Between student loans, mortgages, credit cards, and personal loans it always seems like we’re trying to pay off expenses, but they never seem to go away. Unfortunately, borrowing money has become a normal aspect of life and it happens to be the only way many Americans can get by in the financial climate. Did you know that the average American has almost $40,000 in personal debt and that’s not even including home mortgages? In fact, this number has been steadily increasing over the years. And when you’re in debt, it feels like you’re trapped in a black hole that’s impossible to get out of.
You may be wondering how you can pay off your loans and which loans to tackle first. But, what if we told you there was another option – debt consolidation.
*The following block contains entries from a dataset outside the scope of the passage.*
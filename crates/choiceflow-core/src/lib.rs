//! # choiceflow-core — Declarative Choice Enumerations
//!
//! This crate is the foundation of the choiceflow workspace. It turns an
//! ordered list of member declarations into an immutable enumeration type
//! whose members carry a value, a display label, an initial flag, a
//! successor set, and open extra metadata. The validation crate builds its
//! runtime constraint checks on top of these types; this crate depends on
//! nothing internal.
//!
//! ## Key Design Principles
//!
//! 1. **Declarations are data, checks live in the builder.** A [`Choice`]
//!    descriptor never fails. [`EnumBuilder::build`] is the single place
//!    where duplicate names and values, unknown successors, auto-assigned
//!    ordinals, and derived labels are handled, and a bad declaration fails
//!    loudly at startup rather than producing a half-usable type.
//!
//! 2. **Build once, read forever.** [`ChoiceEnum`] freezes members plus
//!    by-name and by-value indices at construction. Nothing mutates after
//!    `build()`, so instances publish once and serve concurrent readers.
//!
//! 3. **Labels resolve when rendered.** [`Label::Lazy`] stores a resolver
//!    handle, not a snapshot, so locale-keyed catalogs stay live. Members
//!    display as their label, never their name or value.
//!
//! 4. **Values are identity.** [`ChoiceValue`] is what storage persists and
//!    what every lookup and parent reference keys on. Within one
//!    enumeration values are unique, guaranteed at build time.
//!
//! ## Crate Policy
//!
//! - No dependencies on other choiceflow crates (leaf of the DAG).
//! - No `unsafe` code.
//! - No `panic!()` or `.unwrap()` outside tests.
//! - All public data types derive `Debug` and `Clone`; plain-data types
//!   also implement `Serialize`/`Deserialize`.

pub mod builder;
pub mod choice;
pub mod enumeration;
pub mod error;
pub mod label;
pub mod member;
pub mod snapshot;
pub mod value;

// Re-export primary types for ergonomic imports.
pub use builder::EnumBuilder;
pub use choice::{Choice, Extra, MemberDef, PARENTS_KEY};
pub use enumeration::ChoiceEnum;
pub use error::{BuildError, LookupError};
pub use label::{derive_label, Label, LazyLabel};
pub use member::Member;
pub use snapshot::{EnumSnapshot, MemberSnapshot};
pub use value::{ChoiceValue, ValueSpec};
What exactly is debt consolidation and is it worth it to apply for a debt consolidation loan? Don’t worry, we’ve got all the answers you’ve been looking for.
What is Debt Consolidation?
To break it down into the simplest terms, debt consolidation takes all the debts you have and puts them into one monthly payment. It’s mainly used for medical bills, personal loans, mortgages, and credit cards.
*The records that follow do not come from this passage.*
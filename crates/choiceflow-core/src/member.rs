//! # Members — Finished Enumeration Entries
//!
//! A [`Member`] is what the builder produces for every declaration: name,
//! resolved value, resolved label, the initial flag, the verified successor
//! set, and extra metadata. Members are immutable and only ever handed out
//! by reference from their owning [`crate::ChoiceEnum`].

use indexmap::{IndexMap, IndexSet};

use crate::choice::{Extra, PARENTS_KEY};
use crate::label::Label;
use crate::value::ChoiceValue;

/// One finished member of a built enumeration.
#[derive(Debug, Clone)]
pub struct Member {
    pub(crate) name: String,
    pub(crate) value: ChoiceValue,
    pub(crate) label: Label,
    pub(crate) initial: bool,
    pub(crate) next: Option<IndexSet<String>>,
    pub(crate) extra: IndexMap<String, Extra>,
}

impl Member {
    /// Declared member name, unique within the enumeration.
    pub fn name(&self) -> &str {
        &self.name
    }

    /// Resolved value, unique within the enumeration.
    pub fn value(&self) -> &ChoiceValue {
        &self.value
    }

    /// Display label. Deferred labels resolve when rendered, not here.
    pub fn label(&self) -> &Label {
        &self.label
    }

    /// Whether this member may be the first value of a new record.
    pub fn initial(&self) -> bool {
        self.initial
    }

    /// Legal successor names. `None` means transitions out are
    /// unrestricted; an empty set means the member is terminal.
    pub fn next(&self) -> Option<&IndexSet<String>> {
        self.next.as_ref()
    }

    /// True when the successor set is present and empty.
    pub fn is_terminal(&self) -> bool {
        matches!(&self.next, Some(n) if n.is_empty())
    }

    /// Looks up one extra-metadata entry. Absent keys are `None`.
    pub fn extra(&self, key: &str) -> Option<&Extra> {
        self.extra.get(key)
    }

    /// Extra-metadata keys declared on this member, declaration order.
    pub fn extra_keys(&self) -> impl Iterator<Item = &str> {
        self.extra.keys().map(String::as_str)
    }

    /// Parent-enumeration values this member is legal under, if declared.
    pub fn parents(&self) -> Option<&[ChoiceValue]> {
        match self.extra.get(PARENTS_KEY) {
            Some(Extra::Values(values)) => Some(values),
            _ => None,
        }
    }
}

/// Members compare by identity (name and value); labels and metadata are
/// excluded since deferred labels have no stable comparison.
impl PartialEq for Member {
    fn eq(&self, other: &Self) -> bool {
        self.name == other.name && self.value == other.value
    }
}

impl Eq for Member {}

/// Renders the resolved label, never the name or value.
impl std::fmt::Display for Member {
    fn fmt(&self, f: &mut std::fmt::Formatter<'_>) -> std::fmt::Result {
        f.write_str(&self.label.resolve())
    }
}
For example, if you have many different credit cards, you have to pay monthly payments on each card all on different due dates and with different interest rates. Trying to keep track of all these factors, especially when you have a lot of credit cards is extremely overwhelming. Debt consolidation allows you to take out a loan to pay off all your debts, which results in you only having to pay off one loan – the debt consolidation loan. This means you’ll only have to deal with one payment a month instead of trying to juggle multiple loans. You may even end up saving money on interest and monthly payments if your loan’s interest is less than the APR (Annual Percentage Rate) on your debts.
What Are Some Advantages?
As we briefly mentioned, debt consolidating allows you to save money on interest, which can help you pay off your debts sooner. In addition to saving you money on interest, consolidating your debt can help you boost your credit score. Credit scores depend on making timely payments and having low levels of debt. Perhaps the biggest advantage relates to the ease of just having to pay off one bill a month instead of several bills. You’ll save money this way by not having to pay fees for late payments.
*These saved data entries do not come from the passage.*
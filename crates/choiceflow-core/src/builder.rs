//! # Enumeration Builder — Declarations In, Frozen Type Out
//!
//! [`EnumBuilder`] turns an ordered list of `(name, definition)` pairs into
//! an immutable [`ChoiceEnum`]. All declaration checking lives here, not in
//! the descriptors:
//!
//! ## Build Algorithm
//!
//! 1. Reject duplicate member names.
//! 2. Resolve every definition to value, label, and metadata. `Auto` values
//!    take the next unused ordinal: a cursor starts at 1 and skips ordinals
//!    already taken by previously resolved values in this pass. Missing
//!    labels derive from the member name.
//! 3. Check value uniqueness across the whole resolved set; a collision
//!    names both declaring members and produces no type at all.
//! 4. Second pass over the finished names: verify every declared successor
//!    resolves to a member, so forward references work and typos fail the
//!    build instead of silently never matching.
//! 5. Freeze members, by-name and by-value indices, and the union of extra
//!    keys into the [`ChoiceEnum`].
//!
//! Builds are deterministic: the same declarations produce the same
//! enumeration, and nothing about a build leaks into the next one.

use std::collections::{HashMap, HashSet};

use indexmap::{IndexMap, IndexSet};
use tracing::debug;

use crate::choice::MemberDef;
use crate::enumeration::ChoiceEnum;
use crate::error::BuildError;
use crate::label::{derive_label, Label};
use crate::member::Member;
use crate::value::{ChoiceValue, ValueSpec};

/// Accumulates member declarations and freezes them into a [`ChoiceEnum`].
///
/// ```
/// use choiceflow_core::{Choice, EnumBuilder};
///
/// let flow = EnumBuilder::new("ShipmentState")
///     .member("START", Choice::new(4).next(["PROCESSING"]))
///     .member("PROCESSING", Choice::new(5).initial(false).next(["END"]))
///     .member("END", Choice::new(6).initial(false).terminal())
///     .build()?;
/// assert_eq!(flow.len(), 3);
/// # Ok::<(), choiceflow_core::BuildError>(())
/// ```
#[derive(Debug)]
pub struct EnumBuilder {
    name: String,
    defs: Vec<(String, MemberDef)>,
    empty_label: Option<Label>,
}

impl EnumBuilder {
    /// Starts an empty declaration under the given enumeration name.
    pub fn new(name: impl Into<String>) -> Self {
        EnumBuilder {
            name: name.into(),
            defs: Vec::new(),
            empty_label: None,
        }
    }

    /// Appends one member declaration. Order is preserved all the way into
    /// the finished enumeration, regardless of value ordering.
    pub fn member(mut self, name: impl Into<String>, def: impl Into<MemberDef>) -> Self {
        self.defs.push((name.into(), def.into()));
        self
    }

    /// Declares the "no selection" label surfaced as a leading
    /// `(None, label)` pair by [`ChoiceEnum::choices`]. It is not a member.
    pub fn empty_label(mut self, label: impl Into<Label>) -> Self {
        self.empty_label = Some(label.into());
        self
    }

    /// Resolves and freezes the declaration.
    pub fn build(self) -> Result<ChoiceEnum, BuildError> {
        let EnumBuilder {
            name,
            defs,
            empty_label,
        } = self;

        let mut seen_names: HashSet<String> = HashSet::with_capacity(defs.len());
        for (member_name, _) in &defs {
            if !seen_names.insert(member_name.clone()) {
                return Err(BuildError::DuplicateName {
                    enumeration: name,
                    name: member_name.clone(),
                });
            }
        }

        // Resolution pass: auto values and derived labels, declaration order.
        let mut members: Vec<Member> = Vec::with_capacity(defs.len());
        let mut used_ordinals: HashSet<i64> = HashSet::new();
        let mut cursor: i64 = 1;
        for (member_name, def) in defs {
            let (spec, label, initial, next, extra) = match def {
                MemberDef::Choice(c) => (c.value, c.label, c.initial, c.next, c.extra),
                MemberDef::Labeled { first, rest, label } => {
                    let value = if rest.is_empty() {
                        first
                    } else {
                        let mut parts = Vec::with_capacity(1 + rest.len());
                        parts.push(first);
                        parts.extend(rest);
                        ChoiceValue::Tuple(parts)
                    };
                    (
                        ValueSpec::Value(value),
                        Some(label),
                        true,
                        None,
                        IndexMap::new(),
                    )
                }
                MemberDef::Plain(spec) => (spec, None, true, None, IndexMap::new()),
            };

            let value = match spec {
                ValueSpec::Value(v) => v,
                ValueSpec::Auto => {
                    while used_ordinals.contains(&cursor) {
                        cursor += 1;
                    }
                    let assigned = ChoiceValue::Int(cursor);
                    cursor += 1;
                    assigned
                }
            };
            if let Some(i) = value.as_int() {
                used_ordinals.insert(i);
            }

            let label = label.unwrap_or_else(|| Label::Text(derive_label(&member_name)));
            members.push(Member {
                name: member_name,
                value,
                label,
                initial,
                next,
                extra,
            });
        }

        // Whole-set value uniqueness, now that auto values are concrete.
        let mut by_value: HashMap<ChoiceValue, usize> = HashMap::with_capacity(members.len());
        for (idx, m) in members.iter().enumerate() {
            if let Some(&first_idx) = by_value.get(&m.value) {
                return Err(BuildError::DuplicateValue {
                    enumeration: name,
                    value: m.value.clone(),
                    first: members[first_idx].name.clone(),
                    second: m.name.clone(),
                });
            }
            by_value.insert(m.value.clone(), idx);
        }

        let by_name: HashMap<String, usize> = members
            .iter()
            .enumerate()
            .map(|(idx, m)| (m.name.clone(), idx))
            .collect();

        // Successor pass against the finished name set.
        for m in &members {
            if let Some(next) = &m.next {
                for successor in next {
                    if !by_name.contains_key(successor) {
                        return Err(BuildError::UnknownSuccessor {
                            enumeration: name,
                            member: m.name.clone(),
                            successor: successor.clone(),
                        });
                    }
                }
            }
        }

        let mut extra_keys: IndexSet<String> = IndexSet::new();
        for m in &members {
            for key in m.extra.keys() {
                extra_keys.insert(key.clone());
            }
        }

        debug!(
            enumeration = %name,
            members = members.len(),
            "choice enumeration built"
        );

        Ok(ChoiceEnum {
            name,
            members,
            by_name,
            by_value,
            extra_keys,
            empty_label,
        })
    }
}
What Are Some Disadvantages?
There have to be some reasons why more Americans who are in debt don’t apply for a debt consolidation loan. You’re right to be skeptical, as debt consolidation may seem too good to be true. We said that the debts from all your loans will be moved to one debt, but for some people, this encourages accumulating more debt. Just because you move something somewhere else, it doesn’t mean your debt magically disappears.
One thing you may be surprised to learn about debt consolidation loans is that there can be hidden fees associated with the loans, which include early repayment. You can actually be charged for paying off your debt too early. Albeit this reason alone, you may not even qualify for debt consolidation with good rates, based solely on what caused you to go into debt to begin with. Did you know that your bank can actually require collateral for consolidation loans? Real estate, vehicles, retirement savings, and personal items are often used as collateral.
What Are Some Alternatives?
It may seem like reverse psychology, but you can actually consolidate your debt by getting more credit cards. You’re probably wondering how this works and it’s actually pretty simple. When you get a new credit card, there are 0% interest introductory offers when you transfer money. In general, you’ll have up to a year to pay off your balance without paying any interest. The issue comes with balance transfer fees which usually cost around 3%, which adds up quickly.
If you take away anything from this article, just make sure to do your research before applying for a consolidation debt loan. There may be options that are more suitable for you.